Так или иначе, но, реализовав себе вполне в сферах карьеры и благосостояния, Лев Николаевич как будто успокаивается на этом и пописывает лишь от случая к случаю. Прошла пора читательского и зрительского успеха, и приходится признать: некогда талантливый писатель растерял и прежнюю свою мастеровитость, и литературный дар. Поздние опыты Неваховича заслуживают лишь упоминания. В 1817 году в журнале «Сын Отечества» (№ 30-31) появляется его перевод «Речи о просвещении» Томаса Фридриха фон Рейнбота (1750-1813); в 1823 году – пьеса на восточную тему «Абу-Хассан, или Прожектёр» (на польском языке); она шла в Варшаве, но на сцене не удержалась. В 1829 году Невахович издаёт перевод первых пяти книг «Мыслей, относящихся к философической истории человечества» Иоганна Готфрида Гердера (1744-1803).
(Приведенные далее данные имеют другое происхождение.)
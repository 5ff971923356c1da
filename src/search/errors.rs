use std::path::PathBuf;
use thiserror::Error;

#[derive(Error, Debug)]
pub enum SearchError {
    #[error("invalid search options: {message}")]
    InvalidOptions { message: String },

    #[error("search path is not a directory: {0}")]
    InvalidPath(PathBuf),

    #[error("search tool not found: {program}")]
    ToolNotFound { program: String },

    #[error("failed to spawn {program}: {source}")]
    Spawn {
        program: String,
        #[source]
        source: std::io::Error,
    },

    #[error("search was cancelled")]
    Cancelled,

    #[error("I/O error: {0}")]
    Io(#[from] std::io::Error),
}

impl SearchError {
    pub fn invalid_options(message: impl Into<String>) -> Self {
        SearchError::InvalidOptions {
            message: message.into(),
        }
    }

    /// Whether the search was superseded or dropped rather than failing.
    pub fn is_cancelled(&self) -> bool {
        matches!(self, SearchError::Cancelled)
    }
}
//! rg-replace: ripgrep-backed search with byte-accurate replace
//!
//! Searching is delegated to `rg --json`; this crate builds the command line,
//! supervises the child process and turns its event stream into per-file
//! match lists carrying both byte and codepoint offsets. Those lists, with a
//! replacement attached to selected matches, drive the replace pass.
//!
//! # Architecture
//!
//! - [`search`]: command construction, process execution, single-flight
//!   supervision and event parsing
//! - [`replace`]: line-based raw-byte rewriting and pre-edit checkpoints
//! - [`service`]: the [`SearchReplace`] facade that maps every failure to a
//!   response payload
//!
//! # Safety
//!
//! - Every edit is validated before a file is written
//! - Atomic file writes (tempfile + fsync + rename)
//! - Request paths are confined to the service root
//! - Lines without edits are copied byte for byte
//!
//! # Example
//!
//! ```no_run
//! use rg_replace::{ReplaceRequest, SearchOptions, SearchReplace};
//!
//! # async fn run() -> Result<(), Box<dyn std::error::Error>> {
//! let service = SearchReplace::new("/srv/notes")?;
//! let response = service.search(&SearchOptions::new("strange")).await;
//!
//! if let Some(files) = response.matches() {
//!     let mut files = files.to_vec();
//!     for file in &mut files {
//!         file.replace_all("hello");
//!     }
//!     let report = service
//!         .replace(ReplaceRequest { matches: files, path: String::new() })
//!         .await?;
//!     println!("{} replacements", report.replacements());
//! }
//! # Ok(())
//! # }
//! ```

pub mod config;
pub mod logging;
pub mod replace;
pub mod safety;
pub mod search;
pub mod service;

// Re-exports
pub use config::{load_from_path, load_from_str, Config, ConfigError};
pub use replace::{
    apply_replacements, rewrite_lines, Checkpoint, CheckpointError, FileCheckpoints,
    ReplaceError, ReplaceResult, Substitution,
};
pub use safety::{SafetyError, WorkspaceGuard};
pub use search::{
    build_command, FileMatches, MatchRecord, SearchError, SearchFailure, SearchOptions,
    SearchOutcome, SearchSupervisor,
};
pub use service::{
    FileReport, FileStatus, ReplaceReport, ReplaceRequest, SearchReplace, SearchResponse,
};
Перевод был подвергнут сокрушительной критике в журнале «Московский телеграф» (1829, № 17). В 1832 году, уже посмертно, в Императорском театре, было поставлено его «историческое представление» «Меч провидения, или Надир Тахмас Кули Хан», но и оно прошло незамеченным.
Впрочем, Невахович остаётся верен своей дружбе с Абрамом Перетцем, которую пронёс через всю жизнь. Они непрерывно поддерживали самые тесные отношения: известно, что в бытность в северной столице Невахович часто останавливался в его доме.
Не забывает преуспевший Невахович и о своих национальных корнях. Более того, сохраняет тесные связи с еврейской элитой, печётся о благе соплеменников. В 1829 году он подаёт императору Николаю I сочинённый им «Проект о благоустройстве расстроенного положения народа еврейского до миллиона людей обоего пола, в России обращающегося…», в коем предлагает постепенный план необходимых реформ.
А 17 марта 1831 года он сочинил и свой дипломный герб, который зафиксирован в Ч. 10 «Сборника дипломных гербов Российского Дворянства, не внесённых в Общий Гербовник». И по его настоянию художник-геральдист изобразил в верхней части герба Неваховичей золотую шестиконечную звезду. Это, пожалуй, единственный пример магендовида в дворянской геральдике России! А это означает, что для Льва Николаевича его патент на благородство был никак не мыслим без возлюбленного им еврейского символа.